Technicolor recently spoke with four artists who rely on color to create their work, whether it’s gaming, photography, cinematography, or textile design. Alex Seropian, Angelina Venturella, Tom Banks, and Erin Condren welcomed us to their workspaces where they shared their thoughts about how color, accurate color, impacts their work, and the benefit of a program like Technicolor Color Certified to assure their work is accurately displayed.
The founder of Industrial Toys, Alex is responsible for the Marathon, Myth, and Halo video game series. He explains, “Color is part of the vocabulary to communicate. We have to communicate what a player is supposed to do, so we have to use shape, lighting, and color to communicate to them what objectives might be in a scene.” Thousands of man hours go into the development of games, and the last thing he wants is for inaccurate color on a player’s screen to disrupt their experience.
Angelina is a fashion photographer who founded Project Mermaids to benefit the Save Our Beach foundation. “Color brings life to photos. At least for me, I’m shooting with my intent for people to see what I see,” Angelina explains. She describes a very personal experience of her first art show, which was digital. She spent hours upon hours to make everything look perfect. The moment she saw her work displayed it wasn’t the way she wanted it to look, because the screens displayed inaccurate color.

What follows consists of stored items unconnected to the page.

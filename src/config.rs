//! # Configuration Module
//!
//! Handles loading and validating configuration from TOML files.
//!
//! Every section and field is optional; missing values fall back to the
//! defaults below, which describe the stock car wiring (steering servo on
//! output 0, lights on outputs 3 and 4, drive motor on motor B).

use serde::de::Error;
use serde::Deserialize;
use std::fs;
use std::path::Path;

use crate::controller::profile::{PadButton, StickAxis};
use crate::error::{PadcarError, Result};

/// Number of output channels on the Picon Zero
pub const OUTPUT_CHANNELS: u8 = 6;

/// Number of motor channels on the Picon Zero
pub const MOTOR_CHANNELS: u8 = 2;

/// Main configuration structure
#[derive(Debug, Deserialize, Clone, Default)]
#[serde(default)]
pub struct Config {
    pub input: InputConfig,
    pub controls: ControlsConfig,
    pub board: BoardConfig,
    pub startup: StartupConfig,
    pub safety: SafetyConfig,
    pub power: PowerConfig,
    pub logging: LoggingConfig,
}

/// Input device configuration
#[derive(Debug, Deserialize, Clone)]
pub struct InputConfig {
    #[serde(default = "default_device_dir")]
    pub device_dir: String,

    #[serde(default = "default_reconnect_interval_ms")]
    pub reconnect_interval_ms: u64,
}

/// Binding of physical controls to vehicle functions
#[derive(Debug, Deserialize, Clone)]
pub struct ControlsConfig {
    #[serde(default = "default_steering_axis")]
    pub steering_axis: StickAxis,

    #[serde(default = "default_throttle_axis")]
    pub throttle_axis: StickAxis,

    /// Negate the throttle axis before driving the motor. Linux joysticks
    /// report stick-forward as negative, so `true` makes forward drive forward.
    #[serde(default = "default_invert_throttle")]
    pub invert_throttle: bool,

    #[serde(default = "default_light_1_button")]
    pub light_1_button: PadButton,

    #[serde(default = "default_light_2_button")]
    pub light_2_button: PadButton,

    #[serde(default = "default_exit_button")]
    pub exit_button: PadButton,

    #[serde(default = "default_shutdown_button")]
    pub shutdown_button: PadButton,

    #[serde(default = "default_shutdown_hold_ms")]
    pub shutdown_hold_ms: u64,

    #[serde(default = "default_stick_deadzone")]
    pub stick_deadzone: f32,
}

/// Picon Zero board wiring
#[derive(Debug, Deserialize, Clone)]
pub struct BoardConfig {
    #[serde(default = "default_i2c_bus")]
    pub i2c_bus: u8,

    #[serde(default = "default_address")]
    pub address: u16,

    #[serde(default = "default_motor_channel")]
    pub motor_channel: u8,

    #[serde(default = "default_servo_channel")]
    pub servo_channel: u8,

    #[serde(default = "default_light_1_channel")]
    pub light_1_channel: u8,

    #[serde(default = "default_light_2_channel")]
    pub light_2_channel: u8,

    #[serde(default = "default_servo_center_deg")]
    pub servo_center_deg: i32,

    #[serde(default = "default_servo_max_deflection_deg")]
    pub servo_max_deflection_deg: i32,
}

/// Hardware checks run once before the control loop starts
#[derive(Debug, Deserialize, Clone)]
pub struct StartupConfig {
    #[serde(default)]
    pub test_servo: bool,

    #[serde(default)]
    pub test_lights: bool,

    #[serde(default = "default_test_step_ms")]
    pub test_step_ms: u64,
}

/// Safety configuration
#[derive(Debug, Deserialize, Clone, Default)]
pub struct SafetyConfig {
    /// Reset all actuators when the active controller disappears
    #[serde(default)]
    pub reset_on_disconnect: bool,
}

/// Power-off command configuration
#[derive(Debug, Deserialize, Clone)]
pub struct PowerConfig {
    #[serde(default = "default_power_command")]
    pub command: Vec<String>,
}

/// Logging configuration
#[derive(Debug, Deserialize, Clone)]
pub struct LoggingConfig {
    #[serde(default = "default_log_level")]
    pub level: String,

    /// Directory for a daily rolling log file; empty logs to stdout only
    #[serde(default)]
    pub log_dir: String,
}

// Default value functions
fn default_device_dir() -> String { "/dev/input".to_string() }
fn default_reconnect_interval_ms() -> u64 { 1000 }

fn default_steering_axis() -> StickAxis { StickAxis::LeftStickX }
fn default_throttle_axis() -> StickAxis { StickAxis::RightStickY }
fn default_invert_throttle() -> bool { true }
fn default_light_1_button() -> PadButton { PadButton::West }
fn default_light_2_button() -> PadButton { PadButton::South }
fn default_exit_button() -> PadButton { PadButton::Start }
fn default_shutdown_button() -> PadButton { PadButton::East }
fn default_shutdown_hold_ms() -> u64 { 4000 }
fn default_stick_deadzone() -> f32 { 0.0 }

fn default_i2c_bus() -> u8 { 1 }
fn default_address() -> u16 { 0x22 }
fn default_motor_channel() -> u8 { 1 }
fn default_servo_channel() -> u8 { 0 }
fn default_light_1_channel() -> u8 { 3 }
fn default_light_2_channel() -> u8 { 4 }
fn default_servo_center_deg() -> i32 { 90 }
fn default_servo_max_deflection_deg() -> i32 { 80 }

fn default_test_step_ms() -> u64 { 1000 }

fn default_power_command() -> Vec<String> {
    vec!["sudo".to_string(), "poweroff".to_string()]
}

fn default_log_level() -> String { "info".to_string() }

impl Default for InputConfig {
    fn default() -> Self {
        Self {
            device_dir: default_device_dir(),
            reconnect_interval_ms: default_reconnect_interval_ms(),
        }
    }
}

impl Default for ControlsConfig {
    fn default() -> Self {
        Self {
            steering_axis: default_steering_axis(),
            throttle_axis: default_throttle_axis(),
            invert_throttle: default_invert_throttle(),
            light_1_button: default_light_1_button(),
            light_2_button: default_light_2_button(),
            exit_button: default_exit_button(),
            shutdown_button: default_shutdown_button(),
            shutdown_hold_ms: default_shutdown_hold_ms(),
            stick_deadzone: default_stick_deadzone(),
        }
    }
}

impl Default for BoardConfig {
    fn default() -> Self {
        Self {
            i2c_bus: default_i2c_bus(),
            address: default_address(),
            motor_channel: default_motor_channel(),
            servo_channel: default_servo_channel(),
            light_1_channel: default_light_1_channel(),
            light_2_channel: default_light_2_channel(),
            servo_center_deg: default_servo_center_deg(),
            servo_max_deflection_deg: default_servo_max_deflection_deg(),
        }
    }
}

impl Default for StartupConfig {
    fn default() -> Self {
        Self {
            test_servo: false,
            test_lights: false,
            test_step_ms: default_test_step_ms(),
        }
    }
}

impl Default for PowerConfig {
    fn default() -> Self {
        Self {
            command: default_power_command(),
        }
    }
}

impl Default for LoggingConfig {
    fn default() -> Self {
        Self {
            level: default_log_level(),
            log_dir: String::new(),
        }
    }
}

fn invalid(message: impl std::fmt::Display) -> PadcarError {
    PadcarError::Config(toml::de::Error::custom(message))
}

impl Config {
    /// Load configuration from a TOML file
    ///
    /// # Arguments
    ///
    /// * `path` - Path to the configuration file
    ///
    /// # Errors
    ///
    /// Returns error if:
    /// - File cannot be read
    /// - TOML parsing fails
    /// - Validation fails
    ///
    /// # Examples
    ///
    /// ```no_run
    /// use padcar::config::Config;
    ///
    /// let config = Config::load("config/default.toml")?;
    /// # Ok::<(), Box<dyn std::error::Error>>(())
    /// ```
    pub fn load<P: AsRef<Path>>(path: P) -> Result<Self> {
        let contents = fs::read_to_string(path)?;
        Self::from_toml(&contents)
    }

    /// Parse and validate configuration from a TOML string
    pub fn from_toml(contents: &str) -> Result<Self> {
        let config: Config = toml::from_str(contents)?;
        config.validate()?;
        Ok(config)
    }

    /// Validate configuration values
    ///
    /// # Errors
    ///
    /// Returns error if any configuration value is out of valid range
    pub fn validate(&self) -> Result<()> {
        if self.input.device_dir.is_empty() {
            return Err(invalid("input device_dir cannot be empty"));
        }

        if self.input.reconnect_interval_ms == 0 || self.input.reconnect_interval_ms > 60000 {
            return Err(invalid("reconnect_interval_ms must be between 1 and 60000"));
        }

        if self.controls.shutdown_hold_ms == 0 || self.controls.shutdown_hold_ms > 60000 {
            return Err(invalid("shutdown_hold_ms must be between 1 and 60000"));
        }

        if !(0.0..=0.25).contains(&self.controls.stick_deadzone) {
            return Err(invalid("stick_deadzone must be between 0.0 and 0.25"));
        }

        if self.controls.steering_axis == self.controls.throttle_axis {
            return Err(invalid("steering_axis and throttle_axis must be different"));
        }

        let buttons = [
            ("light_1_button", self.controls.light_1_button),
            ("light_2_button", self.controls.light_2_button),
            ("exit_button", self.controls.exit_button),
            ("shutdown_button", self.controls.shutdown_button),
        ];
        for (i, (name, button)) in buttons.iter().enumerate() {
            if let Some((other, _)) = buttons[i + 1..].iter().find(|(_, b)| b == button) {
                return Err(invalid(format!("{} and {} are bound to the same button", name, other)));
            }
        }

        if self.board.address > 0x7F {
            return Err(invalid("board address must be a 7-bit I2C address"));
        }

        if self.board.motor_channel >= MOTOR_CHANNELS {
            return Err(invalid(format!("motor_channel must be between 0 and {}", MOTOR_CHANNELS - 1)));
        }

        let outputs = [
            ("servo_channel", self.board.servo_channel),
            ("light_1_channel", self.board.light_1_channel),
            ("light_2_channel", self.board.light_2_channel),
        ];
        for (name, channel) in outputs {
            if channel >= OUTPUT_CHANNELS {
                return Err(invalid(format!(
                    "{} {} is out of bounds (must be 0-{})",
                    name,
                    channel,
                    OUTPUT_CHANNELS - 1
                )));
            }
        }
        if outputs[0].1 == outputs[1].1 || outputs[0].1 == outputs[2].1 || outputs[1].1 == outputs[2].1 {
            return Err(invalid("servo and light channels must be distinct"));
        }

        if self.board.servo_max_deflection_deg < 0 {
            return Err(invalid("servo_max_deflection_deg cannot be negative"));
        }

        let low = self.board.servo_center_deg - self.board.servo_max_deflection_deg;
        let high = self.board.servo_center_deg + self.board.servo_max_deflection_deg;
        if low < 0 || high > 180 {
            return Err(invalid("servo_center_deg +/- servo_max_deflection_deg must stay within 0..=180"));
        }

        if self.startup.test_step_ms > 10000 {
            return Err(invalid("test_step_ms must be at most 10000"));
        }

        if self.power.command.first().map_or(true, |program| program.is_empty()) {
            return Err(invalid("power command cannot be empty"));
        }

        if self.logging.level.is_empty() {
            return Err(invalid("logging level cannot be empty"));
        }

        Ok(())
    }
}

A Los Angeles based director of photography specializing in commercials, music videos, and feature films, Tom says, “When you leave the coloring session and you see your work either on your home screen or just in the world, you always hope it’s as good as it was in the coloring room.”
Erin, the founder and creator of erincondren.com, which produces life planners and notebooks, believes it’s important that if a customer sees something she loves online, that when the merchandise arrives at home it’s just the color she hoped it’d look. Erin explains, “It’s exciting to think that monitors could be color certified so that the shopper at home is truly seeing what I’m seeing. And if anybody can do that, Technicolor should be doing this.”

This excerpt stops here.